CVE-2004-2014 still unpatched

[hugusmaximus]

This vulnerability:

https://nvd.nist.gov/vuln/detail/CVE-2004-2014

was reported 20 years ago. It is still working on Wget 1.21.4

Here original details:

https://bugs.gentoo.org/51365

Fix is simple: just lock the file where Wget will write the downloaded file. A safe programming approach would be to use O_CREAT | O_EXCL when creating a file

This approach ensures that the file is created and locked atomically. If the file already exists (even as a symlink), the operation will fail.

Best,

[hugusmaximus]

I think Wget should enable atomic creation and locking by default, and we could add an option to disable this behavior (for backward compatibility with edge cases where atomicity isn’t necessary).

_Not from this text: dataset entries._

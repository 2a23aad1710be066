//! Sequential batch record creation with per-item failure capture.

use serde::Serialize;
use serde_json::Value;
use tracing::warn;

use crate::client::AttioClient;

/// Group size used when the caller does not pick one
pub const DEFAULT_BATCH_SIZE: usize = 50;

/// Outcome of one create call within a batch.
///
/// Serializes to the created record's response body on success and to
/// `{"error": ..., "payload": ...}` on failure.
#[derive(Debug, Clone, Serialize)]
#[serde(untagged)]
pub enum BatchOutcome {
    /// The server accepted the payload; holds the response body
    Created(Value),
    /// The create call failed; holds the error text and the offending payload
    Failed { error: String, payload: Value },
}

impl BatchOutcome {
    /// True when the create call succeeded
    pub fn is_created(&self) -> bool {
        matches!(self, Self::Created(_))
    }

    /// True when the create call failed
    pub fn is_failed(&self) -> bool {
        !self.is_created()
    }

    /// Response body of a successful create
    pub fn created(&self) -> Option<&Value> {
        match self {
            Self::Created(response) => Some(response),
            Self::Failed { .. } => None,
        }
    }

    /// Error text and original payload of a failed create
    pub fn failure(&self) -> Option<(&str, &Value)> {
        match self {
            Self::Created(_) => None,
            Self::Failed { error, payload } => Some((error, payload)),
        }
    }
}

impl AttioClient {
    /// Create records one at a time in groups of at most `batch_size`
    /// (default 50), capturing failures instead of aborting.
    ///
    /// The result has exactly one entry per input payload, in input
    /// order. A failed create never affects its neighbors; inspect each
    /// [`BatchOutcome`] to tell successes and failures apart. Calls run
    /// strictly sequentially, so remote writes happen in input order.
    pub async fn batch_create_records(
        &self,
        object_id: &str,
        records: Vec<Value>,
        batch_size: Option<usize>,
    ) -> Vec<BatchOutcome> {
        let batch_size = batch_size.unwrap_or(DEFAULT_BATCH_SIZE).max(1);
        let mut outcomes = Vec::with_capacity(records.len());

        // TODO: pace groups against the API rate limits once a policy
        // is decided; grouping is purely logical for now.
        for group in records.chunks(batch_size) {
            for payload in group {
                match self.create_record(object_id, payload).await {
                    Ok(response) => outcomes.push(BatchOutcome::Created(response)),
                    Err(error) => {
                        warn!(%error, "create call failed within batch");
                        outcomes.push(BatchOutcome::Failed {
                            error: error.to_string(),
                            payload: payload.clone(),
                        });
                    }
                }
            }
        }

        outcomes
    }
}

So my new proposed behavior would be:

Default: Secure file creation (atomic + locked).
Optional: --no-atomic or --insecure-write for legacy use cases.

[hugusmaximus]

Maybe a more robust approach would be to make Wget’s file-handling explicitly mode-dependent, rather than trying to address this with locking or a single flag... Concretely: use exclusive creation semantics for new outputs, stage data into a securely created temporary file followed by an atomic rename for overwrite paths, and only allow resume when operating on a previously validated regular file descriptor. This avoids relying on advisory locking and directly addresses the root issue (unsafe pathname resolution) while remaining compatible with existing behaviors.